Egypt: The Revolution Will Be Twitterized

Egypt: ThebesImage by Brooklyn Museum via FlickrOnce again, the power of social media and networks has toppled a government. There is nothing superficial about tweeting 140 characters. There is nothing “weak” about the weak ties and connections in Facebook or other social networks. Events in Egypt, Iran and elsewhere have shown that these networks are worth learning and knowing about. It is interesting that in America the questions about social networks have to do with the so-called superficial nature of the connections (I am thinking here of Sherry Turkle) and in the rest of the world Twitter is the vehicle of change – the electronic samizdat.

Technology as an agent of revolutionary change is nothing new – letters and newspapers linked networks of revolutionaries in Europe and America. Velvet revolutionaries in the late 80s were smuggling 2400 baud modems into Eastern Europe. The networks were used to send meeting information, demonstration notices, and information to illegal computer bulletin boards:

“Back in ’89, Czech students were trying to coordinate the uprising across the nation, and the technical students…were running the telecom angle. They used a 300-baud device with the size, shape, and heat of a kitchen toaster. The Czech secret police were far too stupid and primitive to keep up with digital telecommunications, so the student-radical modem network was relatively secure from bugging and taps. Fidonet BBSes were springing up surreptitiously on campuses whenever an activist could sneak a modem past the border guards. Modems were, of course, illegal. Most of the Czech cops, however, had no idea what modems were.” – Bruce Sterling, “Triumph of the Plastic People,” Wired 3.01. Jan. 1995.

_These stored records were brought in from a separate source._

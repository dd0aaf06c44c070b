//! Game state and core simulation types
//!
//! `GameState` owns every entity collection. Tanks are referenced by
//! [`EntityId`] only; a dead or removed tank is simply not found by
//! [`GameState::tank`].

use std::sync::Arc;

use glam::Vec2;
use rand::SeedableRng;
use rand_pcg::Pcg32;
use serde::{Deserialize, Serialize};

use super::arena::{Eagle, Obstacle};
use super::bullet::Bullet;
use super::level::{self, LevelReport, ObstacleLayout, Progress};
use super::missile::StrayMissile;
use super::powerup::PowerUp;
use super::rect::Rect;
use super::tank::Tank;
use crate::audio::{MusicTrack, SoundEffect};
use crate::config::GameConfig;
use crate::consts::*;

/// Stable identifier for a tank
#[derive(Debug, Clone, Copy, PartialEq, Eq, PartialOrd, Ord, Hash, Serialize, Deserialize)]
pub struct EntityId(pub u32);

/// Which controller a player tank answers to
#[derive(Debug, Clone, Copy, PartialEq, Eq, Hash, Serialize, Deserialize)]
pub enum PlayerSlot {
    One,
    Two,
}

impl PlayerSlot {
    pub const ALL: [PlayerSlot; 2] = [PlayerSlot::One, PlayerSlot::Two];

    pub fn index(self) -> usize {
        match self {
            PlayerSlot::One => 0,
            PlayerSlot::Two => 1,
        }
    }

    pub fn partner(self) -> PlayerSlot {
        match self {
            PlayerSlot::One => PlayerSlot::Two,
            PlayerSlot::Two => PlayerSlot::One,
        }
    }
}

/// Side a tank fights on
#[derive(Debug, Clone, Copy, PartialEq, Eq, Serialize, Deserialize)]
pub enum TankRole {
    Player(PlayerSlot),
    Enemy,
}

/// Who fired a projectile
#[derive(Debug, Clone, Copy, PartialEq, Eq, Serialize, Deserialize)]
pub struct Owner {
    pub id: EntityId,
    pub role: TankRole,
}

impl Owner {
    pub fn is_player(&self) -> bool {
        matches!(self.role, TankRole::Player(_))
    }

    pub fn slot(&self) -> Option<PlayerSlot> {
        match self.role {
            TankRole::Player(slot) => Some(slot),
            TankRole::Enemy => None,
        }
    }
}

/// Why the run ended
#[derive(Debug, Clone, Copy, PartialEq, Eq, Serialize, Deserialize)]
pub enum GameOverReason {
    EagleDestroyed,
    AllPlayersDefeated,
}

/// Current phase of gameplay
#[derive(Debug, Clone, Copy, PartialEq, Eq, Serialize, Deserialize)]
pub enum GamePhase {
    /// Map laid out, waiting for the start signal
    Menu,
    /// Active gameplay
    Playing,
    /// Game is paused
    Paused,
    /// Kill target reached, waiting to continue
    LevelComplete,
    /// Run ended
    GameOver(GameOverReason),
    /// Final level cleared
    Victory,
}

impl GamePhase {
    /// The run is over and no input will change that
    pub fn is_terminal(&self) -> bool {
        matches!(self, GamePhase::GameOver(_) | GamePhase::Victory)
    }
}

/// How an enemy was destroyed (each pays its own score)
#[derive(Debug, Clone, Copy, PartialEq, Eq, Serialize, Deserialize)]
pub enum KillMethod {
    Direct,
    Missile,
    Explosion,
    Thunder,
}

/// Events emitted by the simulation for the outer layer (audio, haptics, UI)
#[derive(Debug, Clone, PartialEq)]
pub enum GameEvent {
    Sound(SoundEffect),
    /// `Some` starts a track, `None` stops music
    Music(Option<MusicTrack>),
    PlayerDamaged {
        slot: PlayerSlot,
        amount: i32,
        max_health: i32,
        fatal: bool,
    },
    PlayerRespawned {
        slot: PlayerSlot,
    },
    EnemyKilled {
        by: PlayerSlot,
        method: KillMethod,
        points: u64,
    },
    ExtraLife {
        slot: PlayerSlot,
    },
    LifeTransferred {
        from: PlayerSlot,
        to: PlayerSlot,
    },
    LevelComplete(LevelReport),
    Victory(LevelReport),
    GameOver(GameOverReason),
}

/// Per-player bookkeeping that survives the player's tank
#[derive(Debug, Clone, Default, Serialize, Deserialize)]
pub struct PlayerRecord {
    pub lives: u32,
    pub score: u64,
    pub kills: u32,
    /// Score at which the last extra life was granted
    pub last_life_reward: u64,
    /// Seconds until the next tank is deployed
    pub respawn_timer: Option<f32>,
}

/// Position and velocity of a living tank, captured before a pass that
/// needs to look at tanks while one of them is being mutated
#[derive(Debug, Clone, Copy, PartialEq)]
pub struct Target {
    pub id: EntityId,
    pub pos: Vec2,
    pub velocity: Vec2,
}

/// Complete game state (deterministic for a given seed and input stream)
#[derive(Debug, Clone)]
pub struct GameState {
    /// Run seed for reproducibility
    pub seed: u64,
    pub(crate) rng: Pcg32,
    pub config: Arc<GameConfig>,
    /// Current phase
    pub phase: GamePhase,
    /// Simulated seconds spent in `Playing`
    pub time: f32,
    /// Player tanks, `None` while dead or awaiting respawn
    pub players: [Option<Tank>; 2],
    pub records: [PlayerRecord; 2],
    /// Enemy tanks (sorted by id for determinism)
    pub enemies: Vec<Tank>,
    pub obstacles: Vec<Obstacle>,
    pub eagle: Eagle,
    /// Remaining seconds of the eagle shield
    pub eagle_shield: Option<f32>,
    pub bullets: Vec<Bullet>,
    pub missiles: Vec<StrayMissile>,
    pub power_ups: Vec<PowerUp>,
    pub progress: Progress,
    pub enemy_spawn_timer: f32,
    pub power_up_timer: f32,
    /// Events produced since the last drain
    pub events: Vec<GameEvent>,
    /// Next entity ID
    next_id: u32,
}

impl GameState {
    /// Create a new game in the menu phase with the opening map laid out
    pub fn new(seed: u64, config: Arc<GameConfig>) -> Self {
        let eagle = Eagle::new(
            Vec2::new(config.map.width / 2.0, config.map.height - EAGLE_BOTTOM_OFFSET),
            &config.eagle,
        );
        let obstacles = ObstacleLayout::Opening.build(&config, eagle.pos);
        let progress = Progress::new(1, &config);
        let lives = config.player.start_lives;
        Self {
            seed,
            rng: Pcg32::seed_from_u64(seed),
            phase: GamePhase::Menu,
            time: 0.0,
            players: [None, None],
            records: [
                PlayerRecord { lives, ..PlayerRecord::default() },
                PlayerRecord { lives, ..PlayerRecord::default() },
            ],
            enemies: Vec::new(),
            obstacles,
            eagle,
            eagle_shield: None,
            bullets: Vec::new(),
            missiles: Vec::new(),
            power_ups: Vec::new(),
            progress,
            enemy_spawn_timer: 0.0,
            power_up_timer: 0.0,
            events: Vec::new(),
            next_id: 1,
            config,
        }
    }

    /// Deploy both players and the first enemy, start the battle music
    pub fn start(&mut self) {
        if self.phase != GamePhase::Menu {
            return;
        }
        for slot in PlayerSlot::ALL {
            self.deploy_player(slot);
        }
        level::spawn_enemy(self);
        self.phase = GamePhase::Playing;
        self.events.push(GameEvent::Music(Some(MusicTrack::Battle)));
        log::info!("Game started (seed {}), level {}", self.seed, self.progress.level);
    }

    /// Allocate a new entity ID
    pub fn next_entity_id(&mut self) -> EntityId {
        let id = self.next_id;
        self.next_id += 1;
        EntityId(id)
    }

    pub fn arena_size(&self) -> Vec2 {
        Vec2::new(self.config.map.width, self.config.map.height)
    }

    pub fn arena(&self) -> Rect {
        Rect::new(0.0, 0.0, self.config.map.width, self.config.map.height)
    }

    pub fn player(&self, slot: PlayerSlot) -> Option<&Tank> {
        self.players[slot.index()].as_ref()
    }

    pub fn player_mut(&mut self, slot: PlayerSlot) -> Option<&mut Tank> {
        self.players[slot.index()].as_mut()
    }

    pub fn record(&self, slot: PlayerSlot) -> &PlayerRecord {
        &self.records[slot.index()]
    }

    /// Registry lookup, `None` once the tank has been removed
    pub fn tank(&self, id: EntityId) -> Option<&Tank> {
        if let Some(tank) = self.players.iter().flatten().find(|t| t.id == id) {
            return Some(tank);
        }
        self.enemies
            .binary_search_by_key(&id, |t| t.id)
            .ok()
            .map(|i| &self.enemies[i])
    }

    pub fn tank_mut(&mut self, id: EntityId) -> Option<&mut Tank> {
        if let Some(tank) = self.players.iter_mut().flatten().find(|t| t.id == id) {
            return Some(tank);
        }
        match self.enemies.binary_search_by_key(&id, |t| t.id) {
            Ok(i) => Some(&mut self.enemies[i]),
            Err(_) => None,
        }
    }

    /// Living tanks in stable order: players by slot, then enemies by id
    pub fn living_tanks(&self) -> impl Iterator<Item = &Tank> {
        self.players
            .iter()
            .flatten()
            .chain(self.enemies.iter())
            .filter(|t| t.alive)
    }

    pub fn living_players(&self) -> Vec<Target> {
        self.players
            .iter()
            .flatten()
            .filter(|t| t.alive)
            .map(Tank::as_target)
            .collect()
    }

    pub fn living_enemies(&self) -> Vec<Target> {
        self.enemies
            .iter()
            .filter(|t| t.alive)
            .map(Tank::as_target)
            .collect()
    }

    pub fn shield_active(&self) -> bool {
        self.eagle_shield.is_some()
    }

    pub fn emit(&mut self, event: GameEvent) {
        self.events.push(event);
    }

    pub fn sound(&mut self, effect: SoundEffect) {
        self.events.push(GameEvent::Sound(effect));
    }

    /// Take the events produced since the last call
    pub fn drain_events(&mut self) -> Vec<GameEvent> {
        std::mem::take(&mut self.events)
    }

    /// Spawn point next to the eagle for a player
    pub fn spawn_point(&self, slot: PlayerSlot) -> Vec2 {
        let dx = match slot {
            PlayerSlot::One => -SPAWN_OFFSET_X,
            PlayerSlot::Two => SPAWN_OFFSET_X,
        };
        self.eagle.pos + Vec2::new(dx, SPAWN_OFFSET_Y)
    }

    /// Put a fresh tank for `slot` at its spawn point
    pub(crate) fn deploy_player(&mut self, slot: PlayerSlot) {
        let id = self.next_entity_id();
        let pos = self.spawn_point(slot);
        self.players[slot.index()] = Some(Tank::player(id, slot, pos, &self.config.player));
    }

    /// Ensure entity collections are sorted by ID for deterministic iteration
    pub fn normalize_order(&mut self) {
        self.enemies.sort_by_key(|t| t.id);
    }
}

Computer networks are the new coffee house (the traditional hot bed of revolution in the 18th century). Twitter and cell phone texting has changed Iran (shaken, not toppled). The government of Myanmar knows all about the “dangers” of technology too which is why it is against the law there to own an unregistered modem. 

Just as we would teach traditional journalism in schools with newspapers (I mean literal paper), we owe it to the students to utilize social networks and media in the curriculum. Social media literacy is not just for ordering pizza! The media is a superficial or as powerful as we make it.